June 9, 2006

Be Our Guest / John Hanagan

Columnist’s response to query about
eternal damnation is disappointing

Father John Dietzen’s answer in the Question Corner column in the May 26 issue of The Criterion is puzzling.

The question concerned reconciling God’s love with eternal damnation.  Much of his response shed good light on the difficulty of a definitive answer to understanding the dilemma. But I wonder about part of his conclusions.

After stating that: “Every attempt to explain this mystery, however, to resolve the apparent contradiction fails at some point,” he further states, “First, and perhaps most important, there is fairly general agreement that biblical statements about hell, such as we find several times in the Gospels, should be interpreted more as exhortations rather than as information.”

The biblical statements about hell are merely Jesus urging us to behave rather than actual, meaningful information? Our Church does not seem to share this “general agreement.”

The Catechism of the Catholic Church (second edition) states in #1035, “The teaching of the Church affirms the existence of hell and its eternity.  Immediately after death the souls of those who die in a state of mortal sin descend into hell, where they suffer the punishments of hell, ‘eternal fire.’”

The catechism references earlier Church documents in this statement and related statements.

It summarizes again in #1056, “Following the example of Christ, the Church warns the faithful of the ‘sad and lamentable reality of eternal death,’ also called ‘hell.’” In this—and in related paragraphs #1033 to #1041—many Scripture passages are referenced.

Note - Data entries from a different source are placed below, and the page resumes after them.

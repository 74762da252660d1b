//! Auth routes: login/register/recovery/logout, current user, and the token
//! cookie.
//!
//! The POST routes take either a JSON body or an urlencoded HTML form. A JSON
//! caller gets the session body back; a form submission is answered with a
//! `303` to the next page so the browser follows it. Errors are JSON either
//! way.

use axum::extract::{FromRef, FromRequest, Query, Request, State};
use axum::http::header::CONTENT_TYPE;
use axum::http::{HeaderMap, StatusCode};
use axum::response::{IntoResponse, Json, Redirect, Response};
use axum::Form;
use axum_extra::extract::cookie::{Cookie, CookieJar, SameSite};
use serde::de::DeserializeOwned;
use serde::{Deserialize, Serialize};
use time::Duration;

use crate::guard;
use crate::session::storage::TOKEN_KEY;
use crate::state::AppState;
use crate::token;
use crate::types::{AuthError, AuthErrorKind, LoginCredentials, RegisterData, ResetRequest, User};
use crate::validation::{self, FieldError};

/// The cookie shares its name with the persisted storage key.
pub const TOKEN_COOKIE: &str = TOKEN_KEY;
const REMEMBER_MAX_AGE: Duration = Duration::hours(24);

fn token_cookie(value: String, secure: bool, max_age: Option<Duration>) -> Cookie<'static> {
    let mut builder = Cookie::build((TOKEN_COOKIE, value)).path("/").http_only(true).same_site(SameSite::Lax).secure(secure);
    if let Some(age) = max_age {
        builder = builder.max_age(age);
    }
    builder.build()
}

// =============================================================================
// ERRORS
// =============================================================================

/// Handler error rendered as `{code, message, field}` or `{code, errors}`.
#[derive(Debug)]
pub enum ApiError {
    Auth(AuthError),
    Validation(Vec<FieldError>),
}

impl From<AuthError> for ApiError {
    fn from(e: AuthError) -> Self {
        Self::Auth(e)
    }
}

impl From<Vec<FieldError>> for ApiError {
    fn from(errors: Vec<FieldError>) -> Self {
        Self::Validation(errors)
    }
}

#[must_use]
pub fn status_for(kind: AuthErrorKind) -> StatusCode {
    match kind {
        AuthErrorKind::UserNotFound => StatusCode::NOT_FOUND,
        AuthErrorKind::InvalidCredentials | AuthErrorKind::SessionExpired => StatusCode::UNAUTHORIZED,
        AuthErrorKind::EmailAlreadyExists => StatusCode::CONFLICT,
        AuthErrorKind::WeakPassword => StatusCode::UNPROCESSABLE_ENTITY,
        AuthErrorKind::NetworkError => StatusCode::SERVICE_UNAVAILABLE,
    }
}

impl IntoResponse for ApiError {
    fn into_response(self) -> Response {
        match self {
            Self::Auth(e) => (status_for(e.kind), Json(e)).into_response(),
            Self::Validation(errors) => (
                StatusCode::UNPROCESSABLE_ENTITY,
                Json(serde_json::json!({ "code": "VALIDATION_FAILED", "errors": errors })),
            )
                .into_response(),
        }
    }
}

// =============================================================================
// AUTH EXTRACTOR
// =============================================================================

/// Authenticated user resolved from the token cookie.
/// Use as a handler parameter to require authentication.
pub struct AuthUser {
    pub user: User,
}

impl<S> axum::extract::FromRequestParts<S> for AuthUser
where
    AppState: FromRef<S>,
    S: Send + Sync,
{
    type Rejection = ApiError;

    async fn from_request_parts(parts: &mut axum::http::request::Parts, state: &S) -> Result<Self, Self::Rejection> {
        let jar = CookieJar::from_headers(&parts.headers);
        let token = jar.get(TOKEN_COOKIE).map(Cookie::value).unwrap_or_default();
        let claims = token::validate(token).map_err(|_| AuthError::session_expired())?;

        let app_state = AppState::from_ref(state);
        let user = app_state.auth.user_by_id(&claims.user_id).await.ok_or_else(AuthError::session_expired)?;

        Ok(Self { user })
    }
}

// =============================================================================
// BODY EXTRACTOR
// =============================================================================

const FORM_CONTENT_TYPE: &str = "application/x-www-form-urlencoded";

fn is_form_submission(headers: &HeaderMap) -> bool {
    headers
        .get(CONTENT_TYPE)
        .and_then(|value| value.to_str().ok())
        .is_some_and(|value| value.starts_with(FORM_CONTENT_TYPE))
}

/// Request body from either a JSON client or an HTML form.
pub struct Submission<T> {
    pub data: T,
    pub from_form: bool,
}

impl<T, S> FromRequest<S> for Submission<T>
where
    T: DeserializeOwned + Send,
    S: Send + Sync,
{
    type Rejection = Response;

    async fn from_request(req: Request, state: &S) -> Result<Self, Self::Rejection> {
        if is_form_submission(req.headers()) {
            let Form(data) = Form::<T>::from_request(req, state).await.map_err(IntoResponse::into_response)?;
            Ok(Self { data, from_form: true })
        } else {
            let Json(data) = Json::<T>::from_request(req, state).await.map_err(IntoResponse::into_response)?;
            Ok(Self { data, from_form: false })
        }
    }
}

// =============================================================================
// HANDLERS
// =============================================================================

#[derive(Debug, Deserialize)]
pub struct RedirectQuery {
    redirect: Option<String>,
}

#[derive(Debug, Serialize, Deserialize)]
pub struct SessionResponse {
    pub user: User,
    pub token: String,
    /// Where the client should navigate next.
    pub redirect: String,
}

/// `POST /api/auth/login`: check credentials and set the token cookie.
pub async fn login(
    State(state): State<AppState>,
    jar: CookieJar,
    Query(query): Query<RedirectQuery>,
    Submission { data: creds, from_form }: Submission<LoginCredentials>,
) -> Result<Response, ApiError> {
    validation::check(&creds)?;
    let grant = state.auth.login(&creds).await?;

    let max_age = creds.remember_me.then_some(REMEMBER_MAX_AGE);
    let jar = jar.add(token_cookie(grant.token.clone(), state.cookie_secure, max_age));
    let redirect = guard::sanitize_redirect(query.redirect.as_deref());
    if from_form {
        return Ok((jar, Redirect::to(&redirect)).into_response());
    }
    Ok((jar, Json(SessionResponse { user: grant.user, token: grant.token, redirect })).into_response())
}

/// `POST /api/auth/register`: create an account and sign it in.
pub async fn register(
    State(state): State<AppState>,
    jar: CookieJar,
    Submission { data, from_form }: Submission<RegisterData>,
) -> Result<Response, ApiError> {
    validation::check(&data)?;
    let grant = state.auth.register(&data).await?;

    let jar = jar.add(token_cookie(grant.token.clone(), state.cookie_secure, Some(REMEMBER_MAX_AGE)));
    if from_form {
        return Ok((jar, Redirect::to(guard::DASHBOARD_PATH)).into_response());
    }
    let body = SessionResponse { user: grant.user, token: grant.token, redirect: guard::DASHBOARD_PATH.to_owned() };
    Ok((StatusCode::CREATED, jar, Json(body)).into_response())
}

/// `POST /api/auth/forgot-password`: accept a recovery request.
///
/// The reset token never leaves the server; the response only acknowledges.
pub async fn forgot_password(
    State(state): State<AppState>,
    Submission { data: req, from_form }: Submission<ResetRequest>,
) -> Result<Response, ApiError> {
    validation::check(&req)?;
    state.auth.request_password_reset(&req.email).await?;
    if from_form {
        return Ok(Redirect::to(guard::LOGIN_PATH).into_response());
    }
    Ok((
        StatusCode::ACCEPTED,
        Json(serde_json::json!({ "email": req.email, "message": "Recovery instructions sent" })),
    )
        .into_response())
}

/// `POST /api/auth/logout`: clear the token cookie. Always succeeds.
pub async fn logout(State(state): State<AppState>, headers: HeaderMap) -> Response {
    let cookie = token_cookie(String::new(), state.cookie_secure, Some(Duration::ZERO));
    let jar = CookieJar::new().add(cookie);
    if is_form_submission(&headers) {
        (jar, Redirect::to("/")).into_response()
    } else {
        (jar, StatusCode::NO_CONTENT).into_response()
    }
}

/// `GET /api/auth/me`: return current user.
pub async fn me(auth: AuthUser) -> Json<User> {
    Json(auth.user)
}

#[cfg(test)]
#[path = "auth_test.rs"]
mod tests;
//! Client-side session state.
//!
//! SYSTEM CONTEXT
//! ==============
//! One `SessionStore` per client context (the session CLI, or a browser tab).
//! The store is constructed explicitly and owned by whoever drives the UI;
//! nothing here is global.

pub mod reducer;
pub mod storage;
pub mod store;

pub use storage::{FileStorage, MemoryStorage, SessionStorage, StorageError};
pub use store::SessionStore;
//! Session store for one client context.
//!
//! DESIGN
//! ======
//! All state changes go through `reducer::reduce`; the store only decides
//! which actions to dispatch and keeps persisted storage in step. Reading
//! persisted state is an explicit `rehydrate` step. `is_authenticated` is a
//! plain query and never touches storage.
//!
//! Persistence layout: `TOKEN_KEY` holds the raw token and `USER_KEY` the
//! user JSON. Login writes both only with `remember_me` and removes both
//! otherwise; register always writes both. Logout, a failed write and any
//! failed rehydration remove both.

use crate::guard::AuthSnapshot;
use crate::services::auth::AuthService;
use crate::token::{self, TOKEN_TTL_MS};
use crate::types::{AuthError, AuthErrorKind, AuthGrant, LoginCredentials, RegisterData, Session, User};

use super::reducer::{AuthAction, AuthState, Status, reduce};
use super::storage::{SessionStorage, StorageError, TOKEN_KEY, USER_KEY};

pub struct SessionStore<S> {
    state: AuthState,
    storage: S,
    auth: AuthService,
}

impl<S: SessionStorage> SessionStore<S> {
    /// New, uninitialized store. Storage is not read until [`Self::rehydrate`].
    #[must_use]
    pub fn new(storage: S, auth: AuthService) -> Self {
        Self { state: AuthState::default(), storage, auth }
    }

    // -------------------------------------------------------------------------
    // Queries
    // -------------------------------------------------------------------------

    #[cfg(test)]
    #[must_use]
    pub fn state(&self) -> &AuthState {
        &self.state
    }

    #[must_use]
    pub fn status(&self) -> Status {
        self.state.status()
    }

    #[must_use]
    pub fn session(&self) -> Option<&Session> {
        self.state.session.as_ref()
    }

    #[must_use]
    pub fn error(&self) -> Option<&AuthError> {
        self.state.error.as_ref()
    }

    #[must_use]
    pub fn current_user(&self) -> Option<&User> {
        self.session().map(|s| &s.user)
    }

    /// Whether an unexpired authenticated session is held in memory.
    #[must_use]
    pub fn is_authenticated(&self) -> bool {
        self.is_authenticated_at(token::now_millis())
    }

    #[must_use]
    pub fn is_authenticated_at(&self, now_ms: i64) -> bool {
        self.session().is_some_and(|s| s.is_authenticated && s.expires_at > now_ms)
    }

    /// Flags consumed by the page guard.
    #[must_use]
    pub fn snapshot(&self) -> AuthSnapshot {
        AuthSnapshot {
            authenticated: self.is_authenticated(),
            loading: self.state.loading,
            initialized: self.state.initialized,
        }
    }

    #[cfg(test)]
    #[must_use]
    pub fn storage(&self) -> &S {
        &self.storage
    }

    // -------------------------------------------------------------------------
    // Lifecycle
    // -------------------------------------------------------------------------

    /// Mark the store ready. Synchronous; does not read storage.
    pub fn initialize(&mut self) {
        self.dispatch(AuthAction::Initialized);
    }

    /// Restore a persisted session if no live one is held.
    ///
    /// Returns whether the store is authenticated afterwards. A persisted
    /// pair that is expired, malformed, mismatched or half-present is
    /// removed. An in-memory session that has expired is dropped and
    /// reported as `SESSION_EXPIRED`.
    pub fn rehydrate(&mut self) -> bool {
        self.rehydrate_at(token::now_millis())
    }

    pub fn rehydrate_at(&mut self, now_ms: i64) -> bool {
        if let Some(session) = self.session() {
            if session.is_authenticated && session.expires_at > now_ms {
                return true;
            }
            tracing::info!(user_id = %session.user.id, "in-memory session expired");
            self.clear_persisted();
            self.dispatch(AuthAction::Logout);
            self.dispatch(AuthAction::SetError(Some(AuthError::session_expired())));
            return false;
        }

        let token = self.storage.get(TOKEN_KEY);
        let user = self.storage.get(USER_KEY);
        let (token, user) = match (token, user) {
            (Some(token), Some(user)) => (token, user),
            (None, None) => return false,
            _ => {
                tracing::debug!("discarding half-persisted session");
                self.clear_persisted();
                return false;
            }
        };

        match restore(&token, &user, now_ms) {
            Some(session) => {
                tracing::info!(user_id = %session.user.id, "session rehydrated");
                self.dispatch(AuthAction::SetSession(Some(session)));
                true
            }
            None => {
                tracing::debug!("discarding invalid persisted session");
                self.clear_persisted();
                false
            }
        }
    }

    // -------------------------------------------------------------------------
    // Operations
    // -------------------------------------------------------------------------

    /// Sign in. Persists the session only when `remember_me` is set;
    /// otherwise any previously persisted pair is removed.
    ///
    /// # Errors
    ///
    /// The operation's [`AuthError`], which is also left in the error slot.
    pub async fn login(&mut self, creds: &LoginCredentials) -> Result<Session, AuthError> {
        self.begin();
        let result = self.auth.login(creds).await;
        self.settle(result, creds.remember_me)
    }

    /// Create an account and sign in. Always persists the session.
    ///
    /// # Errors
    ///
    /// The operation's [`AuthError`], which is also left in the error slot.
    pub async fn register(&mut self, data: &RegisterData) -> Result<Session, AuthError> {
        self.begin();
        let result = self.auth.register(data).await;
        self.settle(result, true)
    }

    /// Request a password reset. The current session is left untouched.
    ///
    /// # Errors
    ///
    /// `USER_NOT_FOUND`, also left in the error slot.
    pub async fn request_password_reset(&mut self, email: &str) -> Result<(), AuthError> {
        self.begin();
        match self.auth.request_password_reset(email).await {
            Ok(_) => {
                self.dispatch(AuthAction::SetLoading(false));
                Ok(())
            }
            Err(e) => {
                self.dispatch(AuthAction::SetError(Some(e.clone())));
                Err(e)
            }
        }
    }

    /// Drop the session and both persisted entries, unconditionally.
    pub fn logout(&mut self) {
        if let Some(user) = self.current_user() {
            tracing::info!(user_id = %user.id, "logout");
        }
        self.clear_persisted();
        self.dispatch(AuthAction::Logout);
    }

    pub fn clear_error(&mut self) {
        self.dispatch(AuthAction::ClearError);
    }

    // -------------------------------------------------------------------------
    // Internals
    // -------------------------------------------------------------------------

    fn dispatch(&mut self, action: AuthAction) {
        let state = std::mem::take(&mut self.state);
        self.state = reduce(state, action);
    }

    fn begin(&mut self) {
        self.dispatch(AuthAction::SetLoading(true));
        self.dispatch(AuthAction::ClearError);
    }

    fn settle(&mut self, result: Result<AuthGrant, AuthError>, persist: bool) -> Result<Session, AuthError> {
        let grant = match result {
            Ok(grant) => grant,
            Err(e) => {
                self.dispatch(AuthAction::SetError(Some(e.clone())));
                return Err(e);
            }
        };

        if persist {
            if let Err(e) = self.persist(&grant) {
                tracing::warn!(error = %e, "failed to persist session");
                self.clear_persisted();
                let err = AuthError::new(AuthErrorKind::NetworkError, "Connection error, please try again");
                self.dispatch(AuthAction::SetError(Some(err.clone())));
                return Err(err);
            }
        } else {
            // A pair left by an earlier remembered sign-in belongs to someone else now.
            self.clear_persisted();
        }

        let session = session_from_grant(grant);
        self.dispatch(AuthAction::SetSession(Some(session.clone())));
        Ok(session)
    }

    fn persist(&mut self, grant: &AuthGrant) -> Result<(), StorageError> {
        let user_json = serde_json::to_string(&grant.user)?;
        self.storage.set(TOKEN_KEY, &grant.token)?;
        self.storage.set(USER_KEY, &user_json)
    }

    fn clear_persisted(&mut self) {
        for key in [TOKEN_KEY, USER_KEY] {
            if let Err(e) = self.storage.remove(key) {
                tracing::warn!(key, error = %e, "failed to clear persisted session entry");
            }
        }
    }
}

/// Build a session whose expiry is the token's own `exp` claim.
fn session_from_grant(grant: AuthGrant) -> Session {
    let expires_at = token::validate(&grant.token)
        .map_or_else(|_| token::now_millis().saturating_add(TOKEN_TTL_MS), |claims| claims.exp);
    Session { user: grant.user, token: grant.token, expires_at, is_authenticated: true }
}

/// Rebuild a session from the persisted pair, or `None` if it must be discarded.
fn restore(token: &str, user_json: &str, now_ms: i64) -> Option<Session> {
    let claims = token::validate_at(token, now_ms).ok()?;
    let user: User = serde_json::from_str(user_json).ok()?;
    if user.id != claims.user_id {
        return None;
    }
    Some(Session { user, token: token.to_owned(), expires_at: claims.exp, is_authenticated: true })
}

#[cfg(test)]
#[path = "store_test.rs"]
mod tests;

And Father Dietzen’s quotes from Pope John Paul II’s Crossing the Threshold of Hope are taken out of context. Father Dietzen quoted, “Can God condemn anyone to eternal punishment? The silence of the Church [on this subject] is, therefore, the only appropriate position for Christian faith,” (page 185) as further defense of the mystery.

But between these two sentences by John Paul II is the clarification, “And yet, the words of Christ are unequivocal. In Matthew’s Gospel, he speaks clearly of those who will go to eternal punishment.” Continuing, Pope John Paul tells what the Church does consider a mystery: “Who will these be? The Church has never made any pronouncement in this regard.”

The pope was writing about who will go to eternal punishment, not whether there is eternal punishment. And he included Judas, Jesus’ betrayer, as an example of about whom the Church is silent.

I know that God’s love for us is difficult to fully understand at times. We mere humans will someday have all the answers, or no more questions, when we are in eternity. Meanwhile, I was disappointed with Father Dietzen’s attempt to explain God’s reason for eternal damnation.

(John Hanagan is a member of St. Luke Parish in Indianapolis.)